• **Instructions for the task**:
From the entries, copy every line that carries the string "serializing".

• **Extracted data**:
//! Row definitions for recvault SurrealDB tables
//!
//! Tables:
//! - backup_jobs: one row per backup attempt
//! - backup_artifacts: finalized artifacts (insert-only)
//! - backup_locks: per-kind in-progress slot
//!
//! Rows use plain strings for enums and ids so the tables stay readable from
//! the SurrealDB console; conversion to the typed `storage_traits` values
//! happens at the store boundary.

use std::collections::BTreeMap;

use chrono::{DateTime, Utc};
use serde::{Deserialize, Serialize};

use crate::metadata::JobMetadata;
use crate::storage_traits::{
    ArtifactId, ArtifactSource, BackupArtifact, BackupJob, BackupKind, JobId, JobStatus,
};
use crate::StorageError;

/// Module for serializing chrono DateTime to SurrealDB datetime format
mod surreal_datetime {
    use chrono::{DateTime, Utc};
    use serde::{self, Deserialize, Deserializer, Serializer};
    use surrealdb::sql::Datetime as SurrealDatetime;

    pub fn serialize<S>(date: &DateTime<Utc>, serializer: S) -> Result<S::Ok, S::Error>
    where
        S: Serializer,
    {
        let sd = SurrealDatetime::from(*date);
        serde::Serialize::serialize(&sd, serializer)
    }

    pub fn deserialize<'de, D>(deserializer: D) -> Result<DateTime<Utc>, D::Error>
    where
        D: Deserializer<'de>,
    {
        let sd = SurrealDatetime::deserialize(deserializer)?;
        Ok(DateTime::from(sd))
    }
}

/// Module for serializing optional chrono DateTime to SurrealDB datetime format
mod surreal_datetime_opt {
    use chrono::{DateTime, Utc};
    use serde::{self, Deserialize, Deserializer, Serializer};
    use surrealdb::sql::Datetime as SurrealDatetime;

    pub fn serialize<S>(date: &Option<DateTime<Utc>>, serializer: S) -> Result<S::Ok, S::Error>
    where
        S: Serializer,
    {
        match date {
            Some(d) => {
                let sd = SurrealDatetime::from(*d);
                serde::Serialize::serialize(&Some(sd), serializer)
            }
            None => serde::Serialize::serialize(&None::<SurrealDatetime>, serializer),
        }
    }

    pub fn deserialize<'de, D>(deserializer: D) -> Result<Option<DateTime<Utc>>, D::Error>
    where
        D: Deserializer<'de>,
    {
        let sd = Option::<SurrealDatetime>::deserialize(deserializer)?;
        Ok(sd.map(DateTime::from))
    }
}

fn parse_kind(raw: &str) -> Result<BackupKind, StorageError> {
    raw.parse().map_err(StorageError::Backend)
}

/// `backup_jobs` row
#[derive(Debug, Clone, Serialize, Deserialize)]
pub struct JobRow {
    pub job_id: String,
    pub backup_kind: String,
    pub quick: bool,
    /// "in_progress" | "success" | "failed"
    pub status: String,
    #[serde(with = "surreal_datetime")]
    pub started_at: DateTime<Utc>,
    #[serde(default, with = "surreal_datetime_opt")]
    pub completed_at: Option<DateTime<Utc>>,
    #[serde(default)]
    pub duration_seconds: Option<f64>,
    #[serde(default)]
    pub byte_size: Option<u64>,
    #[serde(default)]
    pub checksum: Option<String>,
    #[serde(default)]
    pub artifact_id: Option<String>,
    #[serde(default)]
    pub error_message: Option<String>,
    #[serde(default)]
    pub metadata: serde_json::Value,
}

impl From<&BackupJob> for JobRow {
    fn from(job: &BackupJob) -> Self {
        JobRow {
            job_id: job.job_id.0.clone(),
            backup_kind: job.backup_kind.as_str().to_string(),
            quick: job.quick,
            status: job.status.as_str().to_string(),
            started_at: job.started_at,
            completed_at: job.completed_at,
            duration_seconds: job.duration_seconds,
            byte_size: job.byte_size,
            checksum: job.checksum.clone(),
            artifact_id: job.artifact_id.as_ref().map(|a| a.0.clone()),
            error_message: job.error_message.clone(),
            metadata: job.metadata.to_value(),
        }
    }
}

impl TryFrom<JobRow> for BackupJob {
    type Error = StorageError;

    fn try_from(row: JobRow) -> Result<Self, Self::Error> {
        let status: JobStatus = row.status.parse().map_err(StorageError::Backend)?;
        Ok(BackupJob {
            job_id: JobId(row.job_id),
            backup_kind: parse_kind(&row.backup_kind)?,
            quick: row.quick,
            status,
            started_at: row.started_at,
            completed_at: row.completed_at,
            duration_seconds: row.duration_seconds,
            byte_size: row.byte_size,
            checksum: row.checksum,
            artifact_id: row.artifact_id.map(ArtifactId),
            error_message: row.error_message,
            metadata: JobMetadata::from_value(row.metadata),
        })
    }
}

/// `backup_artifacts` row
#[derive(Debug, Clone, Serialize, Deserialize)]
pub struct ArtifactRow {
    pub artifact_id: String,
    pub backup_kind: String,
    /// "created" | "uploaded"
    pub source: String,
    pub location: String,
    pub total_records: u64,
    pub total_files: u64,
    pub byte_size: u64,
    pub checksum: String,
    pub schema_version: u32,
    pub partial: bool,
    #[serde(default)]
    pub type_counts: BTreeMap<String, u64>,
    #[serde(with = "surreal_datetime")]
    pub created_at: DateTime<Utc>,
    #[serde(default)]
    pub description: Option<String>,
}

impl From<&BackupArtifact> for ArtifactRow {
    fn from(a: &BackupArtifact) -> Self {
        ArtifactRow {
            artifact_id: a.artifact_id.0.clone(),
            backup_kind: a.backup_kind.as_str().to_string(),
            source: a.source.as_str().to_string(),
            location: a.location.to_string_lossy().into_owned(),
            total_records: a.total_records,
            total_files: a.total_files,
            byte_size: a.byte_size,
            checksum: a.checksum.clone(),
            schema_version: a.schema_version,
            partial: a.partial,
            type_counts: a.type_counts.clone(),
            created_at: a.created_at,
            description: a.description.clone(),
        }
    }
}

impl TryFrom<ArtifactRow> for BackupArtifact {
    type Error = StorageError;

    fn try_from(row: ArtifactRow) -> Result<Self, Self::Error> {
        let source = match row.source.as_str() {
            "created" => ArtifactSource::Created,
            "uploaded" => ArtifactSource::Uploaded,
            other => {
                return Err(StorageError::Backend(format!(
                    "unknown artifact source: {other}"
                )))
            }
        };
        Ok(BackupArtifact {
            artifact_id: ArtifactId(row.artifact_id),
            backup_kind: parse_kind(&row.backup_kind)?,
            source,
            location: row.location.into(),
            total_records: row.total_records,
            total_files: row.total_files,
            byte_size: row.byte_size,
            checksum: row.checksum,
            schema_version: row.schema_version,
            partial: row.partial,
            type_counts: row.type_counts,
            created_at: row.created_at,
            description: row.description,
        })
    }
}

/// `backup_locks` row; record id is the backup kind.
#[derive(Debug, Clone, Serialize, Deserialize)]
pub struct LockRow {
    pub kind: String,
    pub job_id: String,
    #[serde(with = "surreal_datetime")]
    pub acquired_at: DateTime<Utc>,
}

#[cfg(test)]
mod tests {
    use super::*;
    use crate::metadata::MetadataEntry;

    #[test]
    fn job_row_round_trip_preserves_fields() {
        let mut job = BackupJob::start(BackupKind::Full, true);
        job.metadata.push(MetadataEntry::QuickBackup {
            skipped_types: vec!["audit_log".into()],
        });

        let row = JobRow::from(&job);
        assert_eq!(row.status, "in_progress");
        assert_eq!(row.backup_kind, "full");

        let back = BackupJob::try_from(row).expect("row converts back");
        assert_eq!(back, job);
    }

    #[test]
    fn job_row_rejects_unknown_status() {
        let mut row = JobRow::from(&BackupJob::start(BackupKind::Database, false));
        row.status = "paused".into();
        assert!(BackupJob::try_from(row).is_err());
    }
}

• **Written response**:
/// Module for serializing chrono DateTime to SurrealDB datetime format
/// Module for serializing optional chrono DateTime to SurrealDB datetime format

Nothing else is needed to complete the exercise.